=== Begin Enclosure ===

//! Per-section chromosome for exam scheduling.
//!
//! # Encoding
//!
//! One [`Gene`] per placeable section, at the section's fixed gene position
//! (see [`ExamProblem`]). A gene carries the full decision for its section:
//! date, start time, room and proctor. Sections of one course-group must
//! agree on date and start time; [`GroupSlots`] holds that shared decision.
//!
//! Higher fitness is better. Fitness is never stored on the chromosome;
//! the runner keeps it in a parallel vector per generation.

use std::collections::HashMap;

use chrono::{NaiveDate, NaiveTime};
use rand::Rng;
use serde::{Deserialize, Serialize};

use super::problem::ExamProblem;
use crate::models::{CourseGroupKey, ProctorId, RoomId, SectionId};

/// Shared date and start time of a course-group.
#[derive(Debug, Clone, Copy, PartialEq, Eq, Hash)]
pub struct Slot {
    /// Exam date.
    pub date: NaiveDate,
    /// Start time.
    pub start: NaiveTime,
}

/// One section's assignment.
#[derive(Debug, Clone, PartialEq, Eq, Serialize, Deserialize)]
pub struct Gene {
    /// Section the gene places.
    pub section_id: SectionId,
    /// Exam date.
    pub date: NaiveDate,
    /// Start time.
    pub start: NaiveTime,
    /// Assigned room.
    pub room: Option<RoomId>,
    /// Assigned proctor.
    pub proctor: Option<ProctorId>,
}

impl Gene {
    /// Date and start time of the gene.
    #[inline]
    pub fn slot(&self) -> Slot {
        Slot {
            date: self.date,
            start: self.start,
        }
    }

    /// Moves the gene to a slot. Returns whether anything changed.
    pub fn move_to(&mut self, slot: Slot) -> bool {
        if self.slot() == slot {
            return false;
        }
        self.date = slot.date;
        self.start = slot.start;
        true
    }
}

/// Course-group key → shared (date, start time).
#[derive(Debug, Clone, Default)]
pub struct GroupSlots {
    slots: HashMap<CourseGroupKey, Slot>,
}

impl GroupSlots {
    /// Creates an empty map.
    pub fn new() -> Self {
        Self::default()
    }

    /// Derives each group's slot from the first gene of one of its
    /// sections, in vector order. Genes of unknown or unplaceable sections
    /// are ignored.
    pub fn from_genes(problem: &ExamProblem, genes: &[Gene]) -> Self {
        let mut slots = Self::new();
        for gene in genes {
            if let Some(key) = problem.group_key(gene.section_id) {
                if !slots.slots.contains_key(key) {
                    slots.slots.insert(key.clone(), gene.slot());
                }
            }
        }
        slots
    }

    /// Slot of a group.
    pub fn get(&self, key: &CourseGroupKey) -> Option<Slot> {
        self.slots.get(key).copied()
    }

    /// Sets a group's slot.
    pub fn set(&mut self, key: CourseGroupKey, slot: Slot) {
        self.slots.insert(key, slot);
    }

    /// Moves a group to another date, keeping its start time.
    pub fn set_date(&mut self, key: &CourseGroupKey, date: NaiveDate) {
        if let Some(slot) = self.slots.get_mut(key) {
            slot.date = date;
        }
    }

    /// Moves a group to another start time, keeping its date.
    pub fn set_start(&mut self, key: &CourseGroupKey, start: NaiveTime) {
        if let Some(slot) = self.slots.get_mut(key) {
            slot.start = start;
        }
    }

    /// Number of groups.
    pub fn len(&self) -> usize {
        self.slots.len()
    }

    /// Whether no group has a slot.
    pub fn is_empty(&self) -> bool {
        self.slots.is_empty()
    }
}

/// Candidate exam schedule.
#[derive(Debug, Clone, Default, PartialEq, Eq, Serialize, Deserialize)]
pub struct ExamChromosome {
    /// Genes in gene-position order.
    pub genes: Vec<Gene>,
}

impl ExamChromosome {
    /// Wraps a gene vector.
    pub fn new(genes: Vec<Gene>) -> Self {
        Self { genes }
    }

    /// Number of genes.
    pub fn len(&self) -> usize {
        self.genes.len()
    }

    /// Whether the chromosome has no genes.
    pub fn is_empty(&self) -> bool {
        self.genes.is_empty()
    }

    /// Gene placing a section.
    pub fn gene_for(&self, section_id: SectionId) -> Option<&Gene> {
        self.genes.iter().find(|g| g.section_id == section_id)
    }

    /// Checks structural validity against the problem: one gene per
    /// position, holding the expected section, an admissible room, and a
    /// candidate start time.
    pub fn is_valid(&self, problem: &ExamProblem) -> bool {
        if self.genes.len() != problem.gene_count() {
            return false;
        }
        self.genes.iter().enumerate().all(|(pos, gene)| {
            let section = problem.section_at(pos);
            gene.section_id == section.id
                && problem.dates().contains(&gene.date)
                && problem
                    .candidate_times(section.is_night_class)
                    .contains(&gene.start)
                && gene
                    .room
                    .as_ref()
                    .is_some_and(|r| section.possible_rooms.contains(r))
        })
    }

    /// Whether every course-group agrees on date and start time.
    pub fn is_group_consistent(&self, problem: &ExamProblem) -> bool {
        let slots = GroupSlots::from_genes(problem, &self.genes);
        self.genes
            .iter()
            .all(|gene| match problem.group_key(gene.section_id) {
                Some(key) => slots.get(key) == Some(gene.slot()),
                None => true,
            })
    }
}

/// Uniform crossover.
///
/// Position by position, a fair coin decides which parent each child
/// inherits the whole gene from. Parents of different length are returned
/// unchanged.
pub fn uniform_crossover<R: Rng>(
    p1: &ExamChromosome,
    p2: &ExamChromosome,
    rng: &mut R,
) -> (ExamChromosome, ExamChromosome) {
    if p1.len() != p2.len() {
        return (p1.clone(), p2.clone());
    }
    let mut c1 = Vec::with_capacity(p1.len());
    let mut c2 = Vec::with_capacity(p2.len());
    for (a, b) in p1.genes.iter().zip(&p2.genes) {
        if rng.random_bool(0.5) {
            c1.push(a.clone());
            c2.push(b.clone());
        } else {
            c1.push(b.clone());
            c2.push(a.clone());
        }
    }
    (ExamChromosome::new(c1), ExamChromosome::new(c2))
}

#[cfg(test)]
mod tests {
    use super::*;
    use rand::SeedableRng;
    use rand::rngs::SmallRng;

    use crate::config::ExamConfig;
    use crate::ga::ExamCatalog;
    use crate::models::{Room, Section};

    fn d(day: u32) -> NaiveDate {
        NaiveDate::from_ymd_opt(2026, 11, day).unwrap()
    }

    fn t(h: u32) -> NaiveTime {
        NaiveTime::from_hms_opt(h, 0, 0).unwrap()
    }

    fn gene(id: SectionId, day: u32, hour: u32, room: &str) -> Gene {
        Gene {
            section_id: id,
            date: d(day),
            start: t(hour),
            room: Some(room.into()),
            proctor: Some(100 + id),
        }
    }

    fn sample_problem() -> ExamProblem {
        let catalog = ExamCatalog::new()
            .with_section(Section::new(1, "IT101", "BSIT").with_room("R1"))
            .with_section(Section::new(2, "IT101", "BSIT").with_room("R2"))
            .with_section(Section::new(3, "IT102", "BSIT").with_room("R1"))
            .with_date(d(2))
            .with_date(d(3))
            .with_room(Room::new("R1", 40, "B1"))
            .with_room(Room::new("R2", 40, "B1"));
        ExamProblem::new(catalog, ExamConfig::new(60))
    }

    #[test]
    fn test_crossover_inherits_positions() {
        let p1 = ExamChromosome::new(vec![
            gene(1, 2, 8, "R1"),
            gene(2, 2, 8, "R2"),
            gene(3, 2, 10, "R1"),
        ]);
        let p2 = ExamChromosome::new(vec![
            gene(1, 3, 9, "R1"),
            gene(2, 3, 9, "R2"),
            gene(3, 3, 13, "R1"),
        ]);
        let mut rng = SmallRng::seed_from_u64(42);

        for _ in 0..20 {
            let (c1, c2) = uniform_crossover(&p1, &p2, &mut rng);
            assert_eq!(c1.len(), 3);
            for pos in 0..3 {
                let a = &c1.genes[pos];
                let b = &c2.genes[pos];
                assert!(a == &p1.genes[pos] || a == &p2.genes[pos]);
                // Complementary children.
                if a == &p1.genes[pos] {
                    assert_eq!(b, &p2.genes[pos]);
                } else {
                    assert_eq!(b, &p1.genes[pos]);
                }
            }
        }
    }

    #[test]
    fn test_crossover_length_mismatch() {
        let p1 = ExamChromosome::new(vec![gene(1, 2, 8, "R1")]);
        let p2 = ExamChromosome::default();
        let mut rng = SmallRng::seed_from_u64(42);
        let (c1, c2) = uniform_crossover(&p1, &p2, &mut rng);
        assert_eq!(c1, p1);
        assert_eq!(c2, p2);
    }

    #[test]
    fn test_group_slots_from_first_gene() {
        let problem = sample_problem();
        let genes = vec![gene(1, 2, 8, "R1"), gene(2, 3, 9, "R2"), gene(3, 2, 10, "R1")];
        let slots = GroupSlots::from_genes(&problem, &genes);

        assert_eq!(slots.len(), 2);
        let key = problem.group_of(1).key.clone();
        assert_eq!(slots.get(&key), Some(Slot { date: d(2), start: t(8) }));
    }

    #[test]
    fn test_group_consistency() {
        let problem = sample_problem();
        let split = ExamChromosome::new(vec![
            gene(1, 2, 8, "R1"),
            gene(2, 3, 9, "R2"),
            gene(3, 2, 10, "R1"),
        ]);
        assert!(!split.is_group_consistent(&problem));

        let aligned = ExamChromosome::new(vec![
            gene(1, 2, 8, "R1"),
            gene(2, 2, 8, "R2"),
            gene(3, 2, 10, "R1"),
        ]);
        assert!(aligned.is_group_consistent(&problem));
        assert!(aligned.is_valid(&problem));
    }

    #[test]
    fn test_group_slots_follow_sections_not_positions() {
        let problem = sample_problem();
        // IT102 first, then both IT101 sections.
        let genes = vec![gene(3, 2, 10, "R1"), gene(1, 2, 8, "R1"), gene(2, 2, 8, "R2")];
        let slots = GroupSlots::from_genes(&problem, &genes);

        let it101 = problem.group_key(1).unwrap();
        let it102 = problem.group_key(3).unwrap();
        assert_eq!(slots.get(it101), Some(Slot { date: d(2), start: t(8) }));
        assert_eq!(slots.get(it102), Some(Slot { date: d(2), start: t(10) }));
        assert!(ExamChromosome::new(genes).is_group_consistent(&problem));
    }

    #[test]
    fn test_invalid_chromosome() {
        let problem = sample_problem();
        // R2 is not admissible for section 1.
        let wrong_room = ExamChromosome::new(vec![
            gene(1, 2, 8, "R2"),
            gene(2, 2, 8, "R2"),
            gene(3, 2, 10, "R1"),
        ]);
        assert!(!wrong_room.is_valid(&problem));
        assert!(!ExamChromosome::default().is_valid(&problem));
    }

    #[test]
    fn test_gene_move_to() {
        let mut g = gene(1, 2, 8, "R1");
        assert!(!g.move_to(g.slot()));
        assert!(g.move_to(Slot { date: d(3), start: t(9) }));
        assert_eq!(g.date, d(3));
        assert_eq!(g.start, t(9));
    }
}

=== End Enclosure ===

__Problem description__: In the records above, find each line with the word "aligned" and copy it.

__Answer box__:
        let aligned = ExamChromosome::new(vec![
        assert!(aligned.is_group_consistent(&problem));
        assert!(aligned.is_valid(&problem));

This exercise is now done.